Думается, не случайно хореограф и руководитель труппы Королевского балета Фредерик Аштон рассказывал о своем первом впечатлении, когда он еще в 1930-е увидел на сцене молодую Марго: «Мне казалось, она совсем не умеет танцевать!». А известный танцовщик Роберт Хелпман однажды заметил: «Даже если она делает что-то смешное, все равно хочется плакать».
Следующая запись ее «Лебединого» с Майклом Сомсом относится к 1960 году. Можно признать, что технически Марго немного выросла за шесть пройденных лет, но здесь общее впечатление портит ее нелепый партнер, который не танцует, а просто ходит по сцене, делая упор в создании образа принца на одну мимику. Неизвестно, чем руководствовались постановщики спектакля, вернувшись к начальным версиям балета, когда в адажио второго акта кроме принца участвовал его оруженосец Бенно. В дореволюционном Петербурге это отчасти было вызвано немолодым возрастом (пятьдесят один — в год премьеры «Лебединого» в постановке М. Петипа — Л. Иванова) главного солиста Павла Гердта, которому требовался помощник для поддержек.
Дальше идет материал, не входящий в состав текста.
//! Capability queries and gated actions
//!
//! Every capability comes as a pair: a query that answers whether the
//! operation is supported, and the action itself. The shell asks first and
//! acts only on a yes. An action for a pair that was never declared fails
//! with [`StoreError::Unimplemented`].
//!
//! Two call styles are offered:
//! - typed (`can_read::<Graph, Dot>`), for code that knows its types
//! - keyed (`can_read_key("graph", "dot")`), for the shell, which only has
//!   the names typed by the user

use std::any::{Any, TypeId};
use std::collections::{HashMap, HashSet};
use std::io::Write;
use std::path::Path;

use serde::Serialize;

use super::erased::{
    AnyStore, ConverterEntry, FormatEntry, ReaderEntry, StoreEntry, WriterEntry,
};
use super::error::{Operation, StoreError};
use crate::cli::{CommandContext, Output};
use crate::domain::{FormatInfo, FormatTag, StoreInfo, StoreType};

/// What a registry offers, as listed by the shell's `help stores`
#[derive(Debug, Clone, PartialEq, Serialize)]
pub struct Catalog<'a> {
    pub stores: Vec<&'a StoreInfo>,
    /// Enabled formats only
    pub formats: Vec<&'a FormatInfo>,
    /// Declared conversions as `(source, destination)` keys, sorted
    pub conversions: Vec<(&'static str, &'static str)>,
}

/// Immutable table of store types and their declared capabilities
///
/// Built once through [`RegistryBuilder`](super::RegistryBuilder); holds only
/// metadata and function pointers, so it can be shared freely.
pub struct StoreRegistry {
    pub(crate) stores: Vec<StoreEntry>,
    pub(crate) by_type: HashMap<TypeId, usize>,
    pub(crate) by_key: HashMap<&'static str, usize>,
    pub(crate) formats: Vec<FormatEntry>,
    pub(crate) readers: HashMap<(TypeId, TypeId), ReaderEntry>,
    pub(crate) writers: HashMap<(TypeId, TypeId), WriterEntry>,
    pub(crate) converters: HashMap<(TypeId, TypeId), ConverterEntry>,
    pub(crate) extra_extensions: HashMap<String, Vec<String>>,
    pub(crate) disabled_formats: HashSet<String>,
    pub(crate) output: Output,
}
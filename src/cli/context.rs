//! Command context passed to format hooks
//!
//! Before parsing, `can_read`/`can_write` get a mutable context and may add
//! format-specific options to the underlying [`clap::Command`]. After
//! parsing, `read`/`write` get a shared context and look up the values the
//! user gave for this invocation.

use std::ffi::OsString;

use clap::{Arg, ArgAction, ArgMatches, Command};

/// Option state for one command invocation
#[derive(Debug, Clone, Default)]
pub struct CommandContext {
    command: Command,
    matches: Option<ArgMatches>,
}

impl CommandContext {
    /// Creates a context for a command with no arguments yet
    pub fn new(name: &'static str) -> Self {
        Self::from_command(Command::new(name))
    }

    /// Wraps an existing command definition
    pub fn from_command(command: Command) -> Self {
        Self {
            command,
            matches: None,
        }
    }

    /// Adds an argument unless one with the same id exists
    ///
    /// Hooks may be queried more than once per invocation, so adding the
    /// same option twice is a no-op.
    pub fn arg(&mut self, arg: Arg) -> &mut Self {
        if !self.has_arg(arg.get_id().as_str()) {
            self.command = std::mem::take(&mut self.command).arg(arg);
        }
        self
    }

    /// Adds a boolean `--<name>` switch
    pub fn add_flag(&mut self, name: &'static str, help: &'static str) -> &mut Self {
        self.arg(
            Arg::new(name)
                .long(name)
                .help(help)
                .action(ArgAction::SetTrue),
        )
    }

    /// Adds a `--<name> <value>` option
    pub fn add_option(
        &mut self,
        name: &'static str,
        help: &'static str,
        default: Option<&'static str>,
    ) -> &mut Self {
        let mut arg = Arg::new(name)
            .long(name)
            .help(help)
            .action(ArgAction::Set);
        if let Some(default) = default {
            arg = arg.default_value(default);
        }
        self.arg(arg)
    }

    /// Returns true if an argument with this id is defined
    pub fn has_arg(&self, id: &str) -> bool {
        self.command.get_arguments().any(|arg| arg.get_id() == id)
    }

    /// Parses the invocation's arguments (first item is the command name)
    ///
    /// Parsing works on a copy, so the stored command stays open for hooks
    /// that add options after an earlier parse.
    pub fn parse_from<I, T>(&mut self, args: I) -> Result<(), clap::Error>
    where
        I: IntoIterator<Item = T>,
        T: Into<OsString> + Clone,
    {
        let matches = self.command.clone().try_get_matches_from(args)?;
        self.matches = Some(matches);
        Ok(())
    }

    /// Returns true once arguments have been parsed
    pub fn is_parsed(&self) -> bool {
        self.matches.is_some()
    }

    /// Value of a boolean switch; false if unknown or not parsed
    pub fn flag(&self, id: &str) -> bool {
        self.matches
            .as_ref()
            .and_then(|m| m.try_get_one::<bool>(id).ok().flatten())
            .copied()
            .unwrap_or(false)
    }

    /// Value of a single-valued option
    pub fn value(&self, id: &str) -> Option<&str> {
        self.matches
            .as_ref()
            .and_then(|m| m.try_get_one::<String>(id).ok().flatten())
            .map(String::as_str)
    }

    /// All values of a multi-valued option
    pub fn values(&self, id: &str) -> Vec<&str> {
        self.matches
            .as_ref()
            .and_then(|m| m.try_get_many::<String>(id).ok().flatten())
            .map(|values| values.map(String::as_str).collect())
            .unwrap_or_default()
    }

    /// The command definition, including options added by hooks
    pub fn command(&self) -> &Command {
        &self.command
    }

    /// The parsed matches, if any
    pub fn matches(&self) -> Option<&ArgMatches> {
        self.matches.as_ref()
    }
}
«В спектакле же Бенно, видимо, находился на сцене и во время встречи Зигфрида с Одеттой и даже во время ее рассказа о своей счастливой и грустной судьбе, что должно было выглядеть особенно нелепо, — пишет историк балета А. Демидов о самой первой постановке «Лебединого озера» в хореографии В. Рейзингера. — Впрочем, и в постановке Петипа — Иванова Бенно, как настоящий друг, боялся покинуть Зигфрида даже в самых интимных эпизодах действия, активно помогая ему исполнять адажио с Одеттой, поддерживая балерину в тех случаях, когда сам принц этого не в состоянии был сделать из-за возраста игравшего его роль Гердта, физическую немощь которого постановщики и решили компенсировать столь странным способом»[32]
.В исполнении английских солистов это «адажио на троих» смотрится особенно комично… Как признавался позднее сам Соме, «на мой взгляд, партнерство заключается в том, чтобы показать девушку, с которой ты танцуешь. Чем меньше ты виден, тем лучше она смотрится. Поэтому меня никто не помнит».
Весьма оригинальное отношение к профессии танцовщика, надо признать. Судя по видеозаписям, Майкл Соме на протяжении всей своей танцевальной карьеры занимался только тем, что «показывал девушку».
В записи «Лебединого» 1966 года Марго Фонтейн уже сорок семь, и возраст очень заметен. Особенно рядом с бесподобным партнером, которому всего двадцать восемь…
Но дело не только в возрасте; вернее, совсем не в нем. Тоненькая, стройная Марго внешне выглядит неплохо. Просто уровень мастерства еще молодого танцовщика из СССР неизмеримо выше, чем у прочих участников спектакля, и это сильно бросается в глаза. Нуреев танцует безупречно, профессионально и настолько красиво, что им не устаешь любоваться. Благодаря своему таланту и величайшему трудолюбию Рудольф уже достиг того совершенства, которое сохранится в его танце еще лет десять.
«Он не изображал принца. Он был принцем, — скажет о Нурееве-Зигфриде балерина Мод Ллойд. — Было понятно, что это исключительный талант».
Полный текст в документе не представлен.